A human development index for marriage
The divorce debate is filled with assumptions about what divorce would mean for the self-development of the adults and children involved. It is time we had a way of weighing these assumptions. Pro-divorce campaigners speak about how the right to...
The divorce debate is filled with assumptions about what divorce would mean for the self-development of the adults and children involved. It is time we had a way of weighing these assumptions.
Pro-divorce campaigners speak about how the right to remarry would help already legally separated couples tidy up their existing informal arrangements, and offer the prospect of a fresh start to others.
Anti-divorce campaigners, like the Cana Movement through its widely distributed newsletter, argue that the right to remarry is often a false promise: in practice, divorce is statistically correlated with higher rates of poverty, and lower rates of well-being and educational attainment for children. (It is not the right to remarry that is associated with these consequences, but marital separation; but the right to remarry does raise the number of separations.)
These negative results are not everywhere the same. Sometimes, the variation may surprise. Someone inveighing against "liberal culture", for example, will need to explain why more liberal Holland and Denmark have lower divorce rates than the UK; and why, in the US, the socially conservative South has higher rates than the liberal East Coast.
Since divorce involves the splitting of family assets, it is correlated to greater economic difficulties for families. But these also depend on the state's educational policy and welfare provision.
The UK and the US, for example, are very unequal societies. The quality of the children's state school often depends on the family home being in the right neighbourhood. A divorce that requires the selling of the family home, and moving out of the neighbourhood, may well affect the quality of education that the children will receive at their new school (apart from the other urban services and security offered in the new neighbourhood).
Such an effect is less often seen in more egalitarian societies like those of Scandinavia. Since, because of Malta's small size, moving home does not necessarily entail changing state school, on this important point Malta may well resemble Scandinavia more than the UK.
The salience of such differences is missed by the Cana Movement. Its newsletter draws on studies of the US and UK, but speaks of the impact of divorce without speaking of a specific institutional context. In Scandinavia, the levels of poverty associated with single (including divorced) motherhood are markedly lower.
Can we have a more precise idea where Malta stands? I believe we can. The Human Development Index (HDI) was devised by development economists in the 1990s to measure welfare in a way that went beyond the indications given by GDP per capita alone. It includes two other indices: life expectancy and an educational attainment index (literacy rate and educational enrolment rate).
Its purpose is to measure social inclusivity and the chances of developing one's potential. Its original aim had nothing to do with divorce: it was meant to compare economic development and to unearth pockets of deprivation within affluent societies. It has rightly been criticised for not measuring human development in its full complexity. It has not, to my knowledge, been used to compare divorcees with single and married people.
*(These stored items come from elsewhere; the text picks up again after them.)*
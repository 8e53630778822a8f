use std::path::PathBuf;

use axum::{
    Json,
    http::StatusCode,
    response::{IntoResponse, Response},
};
use serde::Serialize;
use thiserror::Error;

pub type Result<T> = std::result::Result<T, TtsError>;

/// Speech service errors with appropriate HTTP status codes
#[derive(Debug, Error)]
pub enum TtsError {
    /// Request body has no `text` field
    #[error("Missing text parameter")]
    MissingText,

    /// `text` is empty after trimming whitespace
    #[error("Empty text")]
    EmptyText,

    /// Request body is not JSON
    #[error("Unsupported Content-Type, expected: 'Content-Type: application/json'")]
    UnsupportedMediaType,

    /// Request body exceeds the limit in bytes
    #[error("Request body is too large, limit is {0} bytes")]
    PayloadTooLarge(usize),

    /// Malformed body or out-of-range parameter
    #[error("{0}")]
    InvalidRequest(String),

    /// Provider could not produce audio
    #[error("{0}")]
    Synthesis(String),

    /// Filesystem failure in the artifact store
    #[error("{0}")]
    Io(#[from] std::io::Error),

    /// The artifact vanished before it could be opened
    #[error("Failed to generate speech")]
    OutputMissing(PathBuf),
}

impl TtsError {
    /// Get the appropriate HTTP status code for this error
    pub const fn status_code(&self) -> StatusCode {
        match self {
            Self::MissingText | Self::EmptyText | Self::InvalidRequest(_) => StatusCode::BAD_REQUEST,
            Self::UnsupportedMediaType => StatusCode::UNSUPPORTED_MEDIA_TYPE,
            Self::PayloadTooLarge(_) => StatusCode::PAYLOAD_TOO_LARGE,
            Self::Synthesis(_) | Self::Io(_) | Self::OutputMissing(_) => StatusCode::INTERNAL_SERVER_ERROR,
        }
    }
}

#[derive(Debug, Serialize)]
struct ErrorResponse {
    error: String,
}

impl IntoResponse for TtsError {
    fn into_response(self) -> Response {
        let status = self.status_code();

        if status.is_server_error() {
            tracing::error!("TTS error: {self}");
        }

        (status, Json(ErrorResponse { error: self.to_string() })).into_response()
    }
}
However, for the purposes of Malta's divorce debate, it would be useful to compare the HDI of separated couples and their children with those of married couples and their children. If marital separation is associated, statistically, with greater rates of illness, poverty and educational failure or underachievement, the HDI would show it up. It might also show that there is less to be concerned about than we might think.
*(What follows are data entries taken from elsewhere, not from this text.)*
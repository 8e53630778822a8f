use std::{sync::Arc, time::Duration};

use murmur_config::TtsConfig;

use crate::{
    engine::piper::PiperEngine,
    provider::{TtsProvider, model::ModelProvider, silence::SilenceProvider},
    store::ArtifactStore,
    types::{HealthResponse, ProviderKind, VoicesResponse},
};

/// Shared state behind the speech endpoints
///
/// Holds the provider chosen at startup and the store it writes into.
pub struct TtsState {
    provider: Box<dyn TtsProvider>,
    store: Arc<ArtifactStore>,
    supported_languages: Vec<String>,
}

impl TtsState {
    pub fn new(provider: Box<dyn TtsProvider>, store: Arc<ArtifactStore>, supported_languages: Vec<String>) -> Self {
        Self {
            provider,
            store,
            supported_languages,
        }
    }

    pub fn provider(&self) -> &dyn TtsProvider {
        self.provider.as_ref()
    }

    pub fn store(&self) -> &ArtifactStore {
        &self.store
    }

    /// Whether a speech model loaded at startup
    pub fn model_loaded(&self) -> bool {
        self.provider.kind() == ProviderKind::Model
    }

    pub fn health(&self) -> HealthResponse {
        let mode = if self.model_loaded() { "real" } else { "mock" };

        HealthResponse {
            status: "healthy".to_string(),
            model_loaded: self.model_loaded(),
            cuda_available: false,
            version: format!("{}-{mode}", env!("CARGO_PKG_VERSION")),
        }
    }

    pub fn voices(&self) -> VoicesResponse {
        VoicesResponse {
            model: self.provider.name().to_string(),
            loaded: self.model_loaded(),
            supported_languages: self.supported_languages.clone(),
        }
    }
}

/// Builder for constructing the speech state from configuration
pub struct TtsStateBuilder<'a> {
    config: &'a TtsConfig,
}

impl<'a> TtsStateBuilder<'a> {
    pub const fn new(config: &'a TtsConfig) -> Self {
        Self { config }
    }

    pub async fn build(self) -> anyhow::Result<TtsState> {
        let store = Arc::new(
            ArtifactStore::from_config(&self.config.artifacts)
                .map_err(|e| anyhow::anyhow!("failed to prepare artifact directory: {e}"))?,
        );

        tracing::debug!("Artifact directory: {}", store.root().display());

        let provider: Box<dyn TtsProvider> = match self.load_model(&store).await? {
            Some(provider) => Box::new(provider),
            None => Box::new(SilenceProvider::new(Arc::clone(&store))),
        };

        Ok(TtsState::new(
            provider,
            store,
            self.config.supported_languages.clone(),
        ))
    }

    /// Load the configured model chain, `None` when no model is configured or none loads
    pub async fn load_model(&self, store: &Arc<ArtifactStore>) -> anyhow::Result<Option<ModelProvider>> {
        let Some(ref model_config) = self.config.model else {
            tracing::info!("No speech model configured, serving silence");
            return Ok(None);
        };

        let timeout = model_config.timeout.as_deref().map(parse_timeout).transpose()?;

        let Some(engine) = PiperEngine::load_first(model_config).await else {
            return Ok(None);
        };

        Ok(Some(
            ModelProvider::new(Box::new(engine), Arc::clone(store)).with_timeout(timeout),
        ))
    }
}

fn parse_timeout(raw: &str) -> anyhow::Result<Duration> {
    duration_str::parse(raw).map_err(|e| anyhow::anyhow!("invalid synthesis timeout '{raw}': {e}"))
}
Two other indices should be added to the HDI. One would test for gender on all three HDI indices. The other would test for access to means of communication: in an age where people probably spend as much on cable TV, telephony and broadband access as they do on transport, a measure of social inclusivity needs such an index.
Calculating such an HDI should not be difficult. A lot of the necessary data is readily available. Asking for an HDI cannot be accused of trying to defer action.
On the contrary, it would be neutral on whether divorce should be introduced. Anti-divorce campaigners might use it to push a message of stunted human development and spiralling costs, although they might also find the actual HDI will make such stark scenarios seem implausible.
But pro-divorce campaigners can use the HDI to reassure voters that they know what needs to be done by the state to mitigate some of the negative consequences of a divorce law, so as to join the right to remarry to real prospects of rebuilding one's life.
An HDI would greatly raise the standard of the debate on divorce - not just on whether we should introduce it, but on what provisions the law should make if introduced. It would raise the standard not because it would give us the answers but because it would pose all sides with questions that so far have been largely evaded.